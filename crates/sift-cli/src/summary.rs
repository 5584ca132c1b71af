use comfy_table::modifiers::UTF8_ROUND_CORNERS;
use comfy_table::presets::UTF8_FULL_CONDENSED;
use comfy_table::{Attribute, Cell, CellAlignment, Color, ContentArrangement, Table};
use sift_engine::EngineWarning;
use sift_model::{ConditionalGate, ExclusionRule};

use crate::types::{FilterReport, StratifyReport};

pub fn print_filter_summary(report: &FilterReport) {
    let outcome = &report.outcome;
    println!("Input: {}", report.input.display());
    println!("Rules: {}", report.source);
    match &report.output {
        Some(path) => println!("Output: {}", path.display()),
        None => println!("Output: (dry run, nothing written)"),
    }

    let mut table = Table::new();
    table.set_header(vec![
        header_cell("#"),
        header_cell("Rule"),
        header_cell("Rows before"),
        header_cell("Removed"),
        header_cell("Rows after"),
        header_cell("Warnings"),
    ]);
    apply_table_style(&mut table);
    align_column(&mut table, 0, CellAlignment::Right);
    for idx in 2..=5 {
        align_column(&mut table, idx, CellAlignment::Right);
    }

    for step in &outcome.steps {
        table.add_row(vec![
            Cell::new(step.position + 1),
            Cell::new(&step.label),
            Cell::new(step.rows_before),
            count_cell(step.rows_removed, Color::Red),
            Cell::new(step.rows_after()),
            count_cell(step.warnings.len(), Color::Yellow),
        ]);
    }
    table.add_row(vec![
        dim_cell("-"),
        Cell::new("TOTAL")
            .fg(Color::Cyan)
            .add_attribute(Attribute::Bold),
        Cell::new(outcome.rows_in).add_attribute(Attribute::Bold),
        count_cell(outcome.rows_removed(), Color::Red).add_attribute(Attribute::Bold),
        Cell::new(outcome.rows_out()).add_attribute(Attribute::Bold),
        count_cell(outcome.warnings().count(), Color::Yellow).add_attribute(Attribute::Bold),
    ]);
    println!("{table}");
    print_warnings(outcome.warnings());
}

pub fn print_stratify_summary(report: &StratifyReport) {
    let outcome = &report.outcome;
    println!("Input: {}", report.input.display());
    match &report.output_dir {
        Some(dir) => println!("Output: {}", dir.display()),
        None => println!("Output: (dry run, nothing written)"),
    }
    if outcome.strata.is_empty() {
        println!(
            "No strata produced ({} combination(s) considered).",
            outcome.planned
        );
        print_warnings(outcome.warnings.iter());
        return;
    }

    let mut table = Table::new();
    table.set_header(vec![
        header_cell("Stratum"),
        header_cell("Rows"),
        header_cell("File"),
    ]);
    apply_table_style(&mut table);
    align_column(&mut table, 1, CellAlignment::Right);

    for (idx, stratum) in outcome.strata.iter().enumerate() {
        let file = report
            .files
            .get(idx)
            .and_then(|path| path.file_name())
            .map_or_else(|| dim_cell("-"), |name| Cell::new(name.to_string_lossy()));
        table.add_row(vec![
            Cell::new(&stratum.name).add_attribute(Attribute::Bold),
            Cell::new(stratum.data.height()),
            file,
        ]);
    }
    table.add_row(vec![
        Cell::new("TOTAL")
            .fg(Color::Cyan)
            .add_attribute(Attribute::Bold),
        Cell::new(outcome.strata.total_rows()).add_attribute(Attribute::Bold),
        dim_cell(format!(
            "{} of {} combination(s) non-empty",
            outcome.strata.len(),
            outcome.planned
        )),
    ]);
    println!("{table}");
    print_warnings(outcome.warnings.iter());
}

pub fn print_rules_table(rules: &[ExclusionRule]) {
    let mut table = Table::new();
    table.set_header(vec![
        header_cell("#"),
        header_cell("On"),
        header_cell("Columns"),
        header_cell("Condition"),
        header_cell("Logic"),
        header_cell("Second condition"),
        header_cell("Only when"),
    ]);
    apply_table_style(&mut table);
    align_column(&mut table, 0, CellAlignment::Right);
    align_column(&mut table, 1, CellAlignment::Center);

    for (idx, rule) in rules.iter().enumerate() {
        let (logic, secondary) = match &rule.compound {
            Some(compound) => (
                Cell::new(compound.logic),
                Cell::new(compound.secondary.to_string()),
            ),
            None => (dim_cell("-"), dim_cell("-")),
        };
        table.add_row(vec![
            Cell::new(idx + 1),
            enabled_cell(rule.enabled),
            Cell::new(rule.columns.to_string()),
            Cell::new(rule.primary.to_string()),
            logic,
            secondary,
            rule.gate
                .as_ref()
                .and_then(gate_text)
                .map_or_else(|| dim_cell("-"), Cell::new),
        ]);
    }
    println!("{table}");
}

/// Human text for a rule condition, `None` when it restricts nothing.
fn gate_text(gate: &ConditionalGate) -> Option<String> {
    let mut parts = Vec::new();
    if let Some(range) = gate.age.as_ref().filter(|range| !range.is_unbounded()) {
        parts.push(format!("age {range}"));
    }
    if let Some(category) = gate.category_value() {
        parts.push(format!("category = {category}"));
    }
    (!parts.is_empty()).then(|| parts.join("; "))
}

fn print_warnings<'a>(warnings: impl Iterator<Item = &'a EngineWarning>) {
    let warnings: Vec<&EngineWarning> = warnings.collect();
    if warnings.is_empty() {
        return;
    }
    eprintln!("Warnings:");
    for warning in warnings {
        eprintln!("- {warning}");
    }
}

fn apply_table_style(table: &mut Table) {
    table
        .load_preset(UTF8_FULL_CONDENSED)
        .apply_modifier(UTF8_ROUND_CORNERS)
        .set_content_arrangement(ContentArrangement::Dynamic)
        .set_width(120);
}

fn align_column(table: &mut Table, index: usize, alignment: CellAlignment) {
    if let Some(column) = table.column_mut(index) {
        column.set_cell_alignment(alignment);
    }
}

fn header_cell(label: &str) -> Cell {
    Cell::new(label)
        .fg(Color::Cyan)
        .add_attribute(Attribute::Bold)
}

fn dim_cell<T: ToString>(value: T) -> Cell {
    Cell::new(value).fg(Color::DarkGrey)
}

fn count_cell(count: usize, color: Color) -> Cell {
    if count > 0 {
        Cell::new(count).fg(color).add_attribute(Attribute::Bold)
    } else {
        dim_cell(count)
    }
}

fn enabled_cell(enabled: bool) -> Cell {
    if enabled {
        Cell::new("✓")
            .fg(Color::Green)
            .add_attribute(Attribute::Bold)
    } else {
        dim_cell("-")
    }
}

************

▸ PROBLEM DETAILS
Going through the entries above, count each line that has the word "compound" and report only the count.

▸ ANSWER BOX
4